[Dataset entries]
.....

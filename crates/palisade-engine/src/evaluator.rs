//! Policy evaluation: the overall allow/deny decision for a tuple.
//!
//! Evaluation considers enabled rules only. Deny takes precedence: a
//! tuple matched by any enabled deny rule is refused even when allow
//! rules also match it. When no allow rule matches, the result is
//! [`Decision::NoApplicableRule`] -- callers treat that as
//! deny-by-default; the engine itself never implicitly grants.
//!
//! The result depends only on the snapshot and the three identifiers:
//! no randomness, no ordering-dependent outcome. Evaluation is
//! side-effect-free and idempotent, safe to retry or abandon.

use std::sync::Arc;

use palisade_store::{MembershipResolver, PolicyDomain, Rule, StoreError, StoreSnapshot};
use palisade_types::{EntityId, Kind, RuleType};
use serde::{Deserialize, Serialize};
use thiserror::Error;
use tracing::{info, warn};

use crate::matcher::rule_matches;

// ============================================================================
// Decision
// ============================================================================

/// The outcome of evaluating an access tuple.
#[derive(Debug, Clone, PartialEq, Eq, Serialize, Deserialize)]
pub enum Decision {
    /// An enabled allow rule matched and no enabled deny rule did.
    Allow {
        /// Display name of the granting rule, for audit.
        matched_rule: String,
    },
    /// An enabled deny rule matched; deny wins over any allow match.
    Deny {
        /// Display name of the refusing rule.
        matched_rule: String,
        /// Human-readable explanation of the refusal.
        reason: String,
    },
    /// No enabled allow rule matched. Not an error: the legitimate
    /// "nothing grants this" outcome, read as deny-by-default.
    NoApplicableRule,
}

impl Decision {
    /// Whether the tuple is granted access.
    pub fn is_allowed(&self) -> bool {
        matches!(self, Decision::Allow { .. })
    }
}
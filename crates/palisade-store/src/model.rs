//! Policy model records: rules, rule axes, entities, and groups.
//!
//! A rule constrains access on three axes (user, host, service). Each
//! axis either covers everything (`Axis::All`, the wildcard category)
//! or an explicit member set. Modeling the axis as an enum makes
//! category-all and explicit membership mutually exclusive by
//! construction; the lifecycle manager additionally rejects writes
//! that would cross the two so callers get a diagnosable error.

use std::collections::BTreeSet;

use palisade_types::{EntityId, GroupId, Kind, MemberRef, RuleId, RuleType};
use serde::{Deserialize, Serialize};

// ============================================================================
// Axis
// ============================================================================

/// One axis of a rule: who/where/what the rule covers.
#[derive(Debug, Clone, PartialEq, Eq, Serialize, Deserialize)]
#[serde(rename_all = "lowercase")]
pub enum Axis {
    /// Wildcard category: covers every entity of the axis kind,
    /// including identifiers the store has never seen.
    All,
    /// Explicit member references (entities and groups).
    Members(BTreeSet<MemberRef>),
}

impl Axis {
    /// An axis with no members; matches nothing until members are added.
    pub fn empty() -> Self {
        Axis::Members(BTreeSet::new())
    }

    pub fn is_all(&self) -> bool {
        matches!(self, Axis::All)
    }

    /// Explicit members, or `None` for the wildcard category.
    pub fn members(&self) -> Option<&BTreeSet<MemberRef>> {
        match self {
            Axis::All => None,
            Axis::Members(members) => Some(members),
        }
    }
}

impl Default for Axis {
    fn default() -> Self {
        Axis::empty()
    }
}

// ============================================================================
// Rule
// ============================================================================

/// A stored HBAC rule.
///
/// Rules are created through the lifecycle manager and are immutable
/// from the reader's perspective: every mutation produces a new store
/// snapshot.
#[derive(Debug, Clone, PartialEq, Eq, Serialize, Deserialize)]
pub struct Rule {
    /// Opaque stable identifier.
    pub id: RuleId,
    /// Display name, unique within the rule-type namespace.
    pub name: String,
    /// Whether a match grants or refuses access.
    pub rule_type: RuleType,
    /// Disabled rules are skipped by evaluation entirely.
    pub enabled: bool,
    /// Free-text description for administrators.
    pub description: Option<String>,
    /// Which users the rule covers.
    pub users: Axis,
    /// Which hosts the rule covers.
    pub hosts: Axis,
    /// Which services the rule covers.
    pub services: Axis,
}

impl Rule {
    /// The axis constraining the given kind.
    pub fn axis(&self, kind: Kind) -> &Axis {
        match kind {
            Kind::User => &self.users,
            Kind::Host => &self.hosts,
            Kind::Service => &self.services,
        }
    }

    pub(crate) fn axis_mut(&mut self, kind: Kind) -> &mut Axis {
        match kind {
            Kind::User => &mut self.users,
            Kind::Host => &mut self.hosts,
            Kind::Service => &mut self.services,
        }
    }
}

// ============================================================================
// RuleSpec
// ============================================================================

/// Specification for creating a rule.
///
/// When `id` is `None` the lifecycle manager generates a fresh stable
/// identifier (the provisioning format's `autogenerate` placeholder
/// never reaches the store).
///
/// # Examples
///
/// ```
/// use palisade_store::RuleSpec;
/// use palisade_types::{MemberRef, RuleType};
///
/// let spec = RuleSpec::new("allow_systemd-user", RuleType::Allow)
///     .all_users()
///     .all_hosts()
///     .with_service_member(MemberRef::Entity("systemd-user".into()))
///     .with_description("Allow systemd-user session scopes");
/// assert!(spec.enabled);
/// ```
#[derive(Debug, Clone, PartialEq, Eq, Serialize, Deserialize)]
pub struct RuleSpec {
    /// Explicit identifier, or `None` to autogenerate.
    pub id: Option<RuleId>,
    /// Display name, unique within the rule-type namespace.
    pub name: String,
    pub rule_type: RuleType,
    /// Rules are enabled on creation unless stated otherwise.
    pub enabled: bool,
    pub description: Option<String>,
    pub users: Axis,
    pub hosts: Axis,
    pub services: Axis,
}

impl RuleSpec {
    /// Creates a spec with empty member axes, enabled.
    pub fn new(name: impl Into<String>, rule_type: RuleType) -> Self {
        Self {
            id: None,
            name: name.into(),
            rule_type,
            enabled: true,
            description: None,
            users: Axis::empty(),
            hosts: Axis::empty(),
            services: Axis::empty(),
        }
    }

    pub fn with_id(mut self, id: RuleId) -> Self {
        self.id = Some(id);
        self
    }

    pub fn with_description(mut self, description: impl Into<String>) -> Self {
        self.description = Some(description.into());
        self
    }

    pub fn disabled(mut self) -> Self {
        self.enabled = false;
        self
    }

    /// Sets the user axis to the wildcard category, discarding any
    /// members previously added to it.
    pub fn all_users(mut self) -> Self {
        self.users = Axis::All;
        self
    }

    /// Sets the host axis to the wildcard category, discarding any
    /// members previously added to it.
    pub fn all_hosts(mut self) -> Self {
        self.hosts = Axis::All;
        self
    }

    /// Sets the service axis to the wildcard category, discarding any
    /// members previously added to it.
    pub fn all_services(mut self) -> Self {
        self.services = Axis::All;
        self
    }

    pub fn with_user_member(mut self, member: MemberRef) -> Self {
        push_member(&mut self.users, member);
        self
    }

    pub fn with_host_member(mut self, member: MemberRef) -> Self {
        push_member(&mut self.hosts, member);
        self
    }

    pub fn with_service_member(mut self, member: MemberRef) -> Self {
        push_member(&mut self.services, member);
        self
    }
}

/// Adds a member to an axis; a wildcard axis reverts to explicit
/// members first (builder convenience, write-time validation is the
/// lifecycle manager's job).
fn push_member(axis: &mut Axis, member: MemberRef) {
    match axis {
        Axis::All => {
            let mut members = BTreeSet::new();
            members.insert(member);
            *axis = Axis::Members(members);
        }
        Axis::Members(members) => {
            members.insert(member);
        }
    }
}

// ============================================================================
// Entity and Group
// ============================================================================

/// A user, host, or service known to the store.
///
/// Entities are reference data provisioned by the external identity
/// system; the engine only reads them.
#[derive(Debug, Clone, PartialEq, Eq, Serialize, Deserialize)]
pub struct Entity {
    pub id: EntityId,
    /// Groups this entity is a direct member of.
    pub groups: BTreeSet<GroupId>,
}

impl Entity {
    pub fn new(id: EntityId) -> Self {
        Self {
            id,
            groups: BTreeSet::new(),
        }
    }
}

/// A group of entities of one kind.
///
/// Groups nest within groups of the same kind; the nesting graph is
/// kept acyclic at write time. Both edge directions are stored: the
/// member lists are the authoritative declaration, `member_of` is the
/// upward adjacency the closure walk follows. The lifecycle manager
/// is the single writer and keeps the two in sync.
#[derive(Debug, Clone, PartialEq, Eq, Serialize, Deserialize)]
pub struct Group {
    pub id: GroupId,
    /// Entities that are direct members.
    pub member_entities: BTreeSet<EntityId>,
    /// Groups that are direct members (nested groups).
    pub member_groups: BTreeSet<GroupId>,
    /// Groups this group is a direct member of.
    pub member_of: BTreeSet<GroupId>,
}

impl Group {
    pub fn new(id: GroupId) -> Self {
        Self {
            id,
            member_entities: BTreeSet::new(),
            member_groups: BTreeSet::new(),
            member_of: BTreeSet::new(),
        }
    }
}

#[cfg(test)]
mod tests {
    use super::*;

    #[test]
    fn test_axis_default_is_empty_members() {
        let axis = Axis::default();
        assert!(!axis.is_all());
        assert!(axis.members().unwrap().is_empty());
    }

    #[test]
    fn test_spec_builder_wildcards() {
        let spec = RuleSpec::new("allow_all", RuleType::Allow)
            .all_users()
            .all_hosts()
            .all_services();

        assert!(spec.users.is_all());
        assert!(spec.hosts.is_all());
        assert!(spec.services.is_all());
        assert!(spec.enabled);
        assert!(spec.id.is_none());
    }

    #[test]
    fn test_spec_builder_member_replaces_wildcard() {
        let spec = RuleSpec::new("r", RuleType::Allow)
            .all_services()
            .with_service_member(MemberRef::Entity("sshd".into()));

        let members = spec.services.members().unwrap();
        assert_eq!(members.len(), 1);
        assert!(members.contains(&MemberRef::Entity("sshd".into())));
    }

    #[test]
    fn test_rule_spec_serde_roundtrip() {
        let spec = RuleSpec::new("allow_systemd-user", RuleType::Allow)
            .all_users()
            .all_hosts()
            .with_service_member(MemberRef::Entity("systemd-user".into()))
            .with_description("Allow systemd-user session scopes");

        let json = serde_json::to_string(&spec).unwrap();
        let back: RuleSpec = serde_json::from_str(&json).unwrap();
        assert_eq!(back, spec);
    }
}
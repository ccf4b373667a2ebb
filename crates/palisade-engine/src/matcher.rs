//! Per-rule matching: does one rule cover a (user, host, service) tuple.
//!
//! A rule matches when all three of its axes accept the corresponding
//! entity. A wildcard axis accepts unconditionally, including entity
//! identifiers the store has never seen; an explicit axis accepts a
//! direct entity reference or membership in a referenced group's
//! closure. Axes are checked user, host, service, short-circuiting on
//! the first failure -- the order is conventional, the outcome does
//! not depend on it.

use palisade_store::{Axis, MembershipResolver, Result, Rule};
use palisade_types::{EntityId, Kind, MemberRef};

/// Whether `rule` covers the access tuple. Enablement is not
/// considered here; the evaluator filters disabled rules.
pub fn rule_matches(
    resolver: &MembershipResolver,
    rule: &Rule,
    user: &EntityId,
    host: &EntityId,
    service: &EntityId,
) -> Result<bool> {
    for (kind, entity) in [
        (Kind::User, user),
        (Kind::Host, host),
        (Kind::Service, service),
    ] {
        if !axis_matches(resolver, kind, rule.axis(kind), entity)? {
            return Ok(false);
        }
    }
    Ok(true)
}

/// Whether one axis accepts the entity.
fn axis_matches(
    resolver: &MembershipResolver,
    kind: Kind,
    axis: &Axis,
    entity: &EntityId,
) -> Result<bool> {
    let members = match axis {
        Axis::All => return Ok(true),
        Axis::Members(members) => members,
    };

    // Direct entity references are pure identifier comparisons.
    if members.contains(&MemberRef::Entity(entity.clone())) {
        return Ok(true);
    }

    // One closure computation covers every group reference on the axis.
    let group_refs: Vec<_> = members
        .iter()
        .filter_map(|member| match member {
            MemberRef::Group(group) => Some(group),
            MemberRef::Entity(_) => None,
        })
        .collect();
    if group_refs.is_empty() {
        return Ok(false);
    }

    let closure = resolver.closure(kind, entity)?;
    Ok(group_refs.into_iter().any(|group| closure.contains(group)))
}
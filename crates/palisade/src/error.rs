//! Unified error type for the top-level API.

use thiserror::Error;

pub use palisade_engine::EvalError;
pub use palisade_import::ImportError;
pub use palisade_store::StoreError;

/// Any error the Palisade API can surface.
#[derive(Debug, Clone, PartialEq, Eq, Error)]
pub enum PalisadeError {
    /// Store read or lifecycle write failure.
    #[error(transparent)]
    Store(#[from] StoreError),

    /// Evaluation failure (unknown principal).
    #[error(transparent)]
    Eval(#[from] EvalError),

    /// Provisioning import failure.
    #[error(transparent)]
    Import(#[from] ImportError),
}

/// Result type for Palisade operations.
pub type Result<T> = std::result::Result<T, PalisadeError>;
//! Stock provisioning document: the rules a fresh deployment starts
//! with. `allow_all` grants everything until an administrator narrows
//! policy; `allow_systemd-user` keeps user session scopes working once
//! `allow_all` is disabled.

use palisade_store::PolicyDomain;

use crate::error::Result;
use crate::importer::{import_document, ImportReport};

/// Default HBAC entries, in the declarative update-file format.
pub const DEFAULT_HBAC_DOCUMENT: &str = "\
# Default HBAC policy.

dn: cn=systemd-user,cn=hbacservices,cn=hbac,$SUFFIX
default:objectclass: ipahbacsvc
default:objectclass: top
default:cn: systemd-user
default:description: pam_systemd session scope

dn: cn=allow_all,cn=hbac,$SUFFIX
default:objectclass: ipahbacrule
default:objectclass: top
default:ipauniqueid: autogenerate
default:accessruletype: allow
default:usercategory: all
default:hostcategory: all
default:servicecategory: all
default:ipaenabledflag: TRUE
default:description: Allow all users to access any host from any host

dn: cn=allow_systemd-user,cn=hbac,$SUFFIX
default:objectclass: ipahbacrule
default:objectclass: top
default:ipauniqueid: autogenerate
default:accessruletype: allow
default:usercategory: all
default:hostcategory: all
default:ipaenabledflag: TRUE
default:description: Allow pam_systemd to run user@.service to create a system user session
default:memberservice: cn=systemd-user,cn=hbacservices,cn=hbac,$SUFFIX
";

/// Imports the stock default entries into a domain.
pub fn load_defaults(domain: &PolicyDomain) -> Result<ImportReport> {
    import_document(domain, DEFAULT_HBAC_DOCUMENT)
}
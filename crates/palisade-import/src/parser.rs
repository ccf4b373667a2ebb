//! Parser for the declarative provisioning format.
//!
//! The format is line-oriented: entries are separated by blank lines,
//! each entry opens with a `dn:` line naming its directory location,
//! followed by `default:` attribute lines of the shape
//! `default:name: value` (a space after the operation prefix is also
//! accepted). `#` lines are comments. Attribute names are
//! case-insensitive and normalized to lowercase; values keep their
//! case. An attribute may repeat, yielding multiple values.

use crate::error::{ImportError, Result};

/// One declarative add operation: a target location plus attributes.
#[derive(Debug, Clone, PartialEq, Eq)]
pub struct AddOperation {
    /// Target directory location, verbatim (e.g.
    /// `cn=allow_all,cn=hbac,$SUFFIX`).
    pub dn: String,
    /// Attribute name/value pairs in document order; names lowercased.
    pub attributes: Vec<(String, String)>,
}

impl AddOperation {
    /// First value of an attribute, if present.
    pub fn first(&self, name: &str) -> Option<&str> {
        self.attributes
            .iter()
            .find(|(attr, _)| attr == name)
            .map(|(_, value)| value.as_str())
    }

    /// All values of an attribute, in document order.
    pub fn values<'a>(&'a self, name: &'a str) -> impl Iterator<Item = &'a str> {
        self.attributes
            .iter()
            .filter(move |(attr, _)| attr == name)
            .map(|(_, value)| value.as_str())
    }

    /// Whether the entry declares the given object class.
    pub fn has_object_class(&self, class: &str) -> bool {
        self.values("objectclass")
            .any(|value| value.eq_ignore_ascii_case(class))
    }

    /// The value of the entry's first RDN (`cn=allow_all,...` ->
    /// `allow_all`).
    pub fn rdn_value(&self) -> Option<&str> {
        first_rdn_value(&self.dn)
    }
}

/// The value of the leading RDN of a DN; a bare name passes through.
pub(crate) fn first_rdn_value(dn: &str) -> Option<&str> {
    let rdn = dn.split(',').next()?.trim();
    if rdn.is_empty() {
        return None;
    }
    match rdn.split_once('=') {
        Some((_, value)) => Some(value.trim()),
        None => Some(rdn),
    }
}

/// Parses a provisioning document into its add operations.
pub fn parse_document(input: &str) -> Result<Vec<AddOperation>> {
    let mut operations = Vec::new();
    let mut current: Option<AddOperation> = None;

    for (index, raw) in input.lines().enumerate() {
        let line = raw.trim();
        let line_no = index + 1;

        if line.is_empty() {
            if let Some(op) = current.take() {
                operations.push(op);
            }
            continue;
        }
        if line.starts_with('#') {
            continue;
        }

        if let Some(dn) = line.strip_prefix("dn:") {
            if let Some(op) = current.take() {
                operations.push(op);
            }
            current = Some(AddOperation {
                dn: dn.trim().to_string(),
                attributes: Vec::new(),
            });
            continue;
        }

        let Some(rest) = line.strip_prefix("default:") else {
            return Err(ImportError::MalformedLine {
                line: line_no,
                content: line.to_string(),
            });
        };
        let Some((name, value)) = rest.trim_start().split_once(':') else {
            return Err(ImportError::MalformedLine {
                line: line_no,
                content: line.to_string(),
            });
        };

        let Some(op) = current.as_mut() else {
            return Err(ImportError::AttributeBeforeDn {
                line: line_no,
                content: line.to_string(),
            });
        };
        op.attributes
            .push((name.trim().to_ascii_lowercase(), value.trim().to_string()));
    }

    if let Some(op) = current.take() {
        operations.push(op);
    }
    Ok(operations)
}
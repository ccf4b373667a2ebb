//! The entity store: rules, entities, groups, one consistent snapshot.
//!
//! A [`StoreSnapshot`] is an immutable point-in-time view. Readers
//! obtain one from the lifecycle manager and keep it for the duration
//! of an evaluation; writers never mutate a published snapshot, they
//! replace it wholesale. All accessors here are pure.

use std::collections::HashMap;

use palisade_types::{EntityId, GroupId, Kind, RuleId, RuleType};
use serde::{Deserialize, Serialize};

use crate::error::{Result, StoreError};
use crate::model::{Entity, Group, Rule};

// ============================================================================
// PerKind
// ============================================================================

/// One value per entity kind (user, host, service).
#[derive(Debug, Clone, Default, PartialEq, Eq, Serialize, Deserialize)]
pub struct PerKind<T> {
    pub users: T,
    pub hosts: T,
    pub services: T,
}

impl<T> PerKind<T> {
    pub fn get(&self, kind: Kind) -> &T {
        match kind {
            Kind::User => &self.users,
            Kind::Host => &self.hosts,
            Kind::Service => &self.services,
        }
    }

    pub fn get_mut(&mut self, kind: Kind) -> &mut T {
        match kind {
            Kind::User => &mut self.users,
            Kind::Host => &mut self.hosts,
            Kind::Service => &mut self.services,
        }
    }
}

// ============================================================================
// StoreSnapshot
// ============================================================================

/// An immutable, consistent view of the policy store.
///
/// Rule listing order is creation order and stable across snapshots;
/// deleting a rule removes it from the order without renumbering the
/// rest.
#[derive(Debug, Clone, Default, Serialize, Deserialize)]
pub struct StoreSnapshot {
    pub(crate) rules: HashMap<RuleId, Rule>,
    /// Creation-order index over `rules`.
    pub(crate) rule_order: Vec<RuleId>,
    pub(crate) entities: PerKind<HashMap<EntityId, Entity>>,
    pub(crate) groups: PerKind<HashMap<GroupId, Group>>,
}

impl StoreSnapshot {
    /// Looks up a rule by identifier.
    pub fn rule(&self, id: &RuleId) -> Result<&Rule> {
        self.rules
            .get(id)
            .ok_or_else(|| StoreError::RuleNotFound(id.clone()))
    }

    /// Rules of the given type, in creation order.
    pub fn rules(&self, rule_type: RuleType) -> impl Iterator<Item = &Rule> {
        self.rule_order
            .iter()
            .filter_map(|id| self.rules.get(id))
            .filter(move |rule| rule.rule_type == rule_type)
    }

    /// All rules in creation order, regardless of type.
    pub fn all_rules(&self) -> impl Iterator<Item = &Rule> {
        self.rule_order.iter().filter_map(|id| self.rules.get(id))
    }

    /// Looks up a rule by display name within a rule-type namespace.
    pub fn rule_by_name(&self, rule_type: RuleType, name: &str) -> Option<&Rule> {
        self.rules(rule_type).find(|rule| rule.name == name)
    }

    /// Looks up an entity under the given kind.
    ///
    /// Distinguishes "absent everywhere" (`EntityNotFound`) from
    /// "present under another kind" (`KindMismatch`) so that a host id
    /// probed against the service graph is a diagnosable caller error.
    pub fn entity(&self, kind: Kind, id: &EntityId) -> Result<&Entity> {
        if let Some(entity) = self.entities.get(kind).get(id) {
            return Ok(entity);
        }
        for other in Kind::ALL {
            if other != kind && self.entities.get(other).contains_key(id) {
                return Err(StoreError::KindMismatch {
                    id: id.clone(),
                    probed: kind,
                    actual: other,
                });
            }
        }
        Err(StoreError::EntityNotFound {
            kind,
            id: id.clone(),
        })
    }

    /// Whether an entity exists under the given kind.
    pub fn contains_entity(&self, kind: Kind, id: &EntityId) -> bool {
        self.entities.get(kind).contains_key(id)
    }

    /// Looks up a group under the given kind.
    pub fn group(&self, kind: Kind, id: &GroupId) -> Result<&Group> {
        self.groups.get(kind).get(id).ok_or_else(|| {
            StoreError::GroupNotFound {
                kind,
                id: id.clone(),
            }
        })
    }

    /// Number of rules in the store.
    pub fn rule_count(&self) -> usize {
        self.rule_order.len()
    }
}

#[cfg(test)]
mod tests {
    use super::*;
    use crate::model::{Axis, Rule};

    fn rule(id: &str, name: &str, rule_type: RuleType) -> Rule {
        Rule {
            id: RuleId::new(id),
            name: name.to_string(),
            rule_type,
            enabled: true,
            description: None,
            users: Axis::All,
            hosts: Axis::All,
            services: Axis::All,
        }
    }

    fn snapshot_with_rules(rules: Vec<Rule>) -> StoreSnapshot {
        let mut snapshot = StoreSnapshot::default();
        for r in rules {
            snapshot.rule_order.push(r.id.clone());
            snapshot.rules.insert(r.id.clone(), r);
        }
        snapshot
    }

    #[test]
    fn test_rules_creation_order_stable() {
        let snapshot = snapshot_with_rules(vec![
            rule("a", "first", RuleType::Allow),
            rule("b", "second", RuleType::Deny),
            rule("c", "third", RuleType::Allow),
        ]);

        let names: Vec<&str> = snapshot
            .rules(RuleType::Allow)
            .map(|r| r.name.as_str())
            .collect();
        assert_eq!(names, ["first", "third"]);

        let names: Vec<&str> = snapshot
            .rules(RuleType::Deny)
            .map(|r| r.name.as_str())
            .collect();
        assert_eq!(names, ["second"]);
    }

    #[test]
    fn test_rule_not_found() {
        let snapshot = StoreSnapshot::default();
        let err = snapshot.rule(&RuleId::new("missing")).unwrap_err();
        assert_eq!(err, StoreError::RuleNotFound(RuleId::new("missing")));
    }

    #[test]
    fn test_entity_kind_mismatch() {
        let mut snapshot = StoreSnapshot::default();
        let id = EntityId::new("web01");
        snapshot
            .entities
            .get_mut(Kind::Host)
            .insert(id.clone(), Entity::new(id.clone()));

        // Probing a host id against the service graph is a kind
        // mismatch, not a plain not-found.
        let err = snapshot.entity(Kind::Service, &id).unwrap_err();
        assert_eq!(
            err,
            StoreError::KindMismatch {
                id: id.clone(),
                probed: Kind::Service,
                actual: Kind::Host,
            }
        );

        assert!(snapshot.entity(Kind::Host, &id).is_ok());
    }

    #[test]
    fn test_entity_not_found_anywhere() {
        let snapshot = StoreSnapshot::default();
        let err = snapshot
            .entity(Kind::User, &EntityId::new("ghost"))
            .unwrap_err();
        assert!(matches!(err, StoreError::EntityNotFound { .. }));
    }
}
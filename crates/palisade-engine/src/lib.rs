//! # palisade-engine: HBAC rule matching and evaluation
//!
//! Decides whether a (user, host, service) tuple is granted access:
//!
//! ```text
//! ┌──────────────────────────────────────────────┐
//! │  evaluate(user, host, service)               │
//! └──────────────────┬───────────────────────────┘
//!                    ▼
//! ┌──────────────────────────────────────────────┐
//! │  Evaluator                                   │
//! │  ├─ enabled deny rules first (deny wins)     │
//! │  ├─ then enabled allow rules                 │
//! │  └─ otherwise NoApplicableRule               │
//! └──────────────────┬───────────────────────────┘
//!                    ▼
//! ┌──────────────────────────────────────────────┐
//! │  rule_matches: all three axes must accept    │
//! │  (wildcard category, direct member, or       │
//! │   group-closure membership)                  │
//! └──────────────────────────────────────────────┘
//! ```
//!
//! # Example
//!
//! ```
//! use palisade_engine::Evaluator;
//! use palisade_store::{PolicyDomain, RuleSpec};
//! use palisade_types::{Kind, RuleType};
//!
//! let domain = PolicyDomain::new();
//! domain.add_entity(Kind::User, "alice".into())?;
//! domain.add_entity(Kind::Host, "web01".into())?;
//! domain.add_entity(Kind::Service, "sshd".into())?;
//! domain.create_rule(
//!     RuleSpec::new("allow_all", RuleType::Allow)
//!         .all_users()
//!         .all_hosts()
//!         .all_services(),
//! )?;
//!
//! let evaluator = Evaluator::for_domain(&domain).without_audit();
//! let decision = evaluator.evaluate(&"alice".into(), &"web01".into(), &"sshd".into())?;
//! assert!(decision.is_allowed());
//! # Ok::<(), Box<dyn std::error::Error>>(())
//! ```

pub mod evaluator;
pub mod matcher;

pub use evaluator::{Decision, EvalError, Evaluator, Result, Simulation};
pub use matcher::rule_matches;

.....

#### [Work required]
Take every line above that includes the string "within" and return it.

#### [Written reply]
    /// Display name, unique within the rule-type namespace.
    /// Display name, unique within the rule-type namespace.
/// Groups nest within groups of the same kind; the nesting graph is
    /// Looks up a rule by display name within a rule-type namespace.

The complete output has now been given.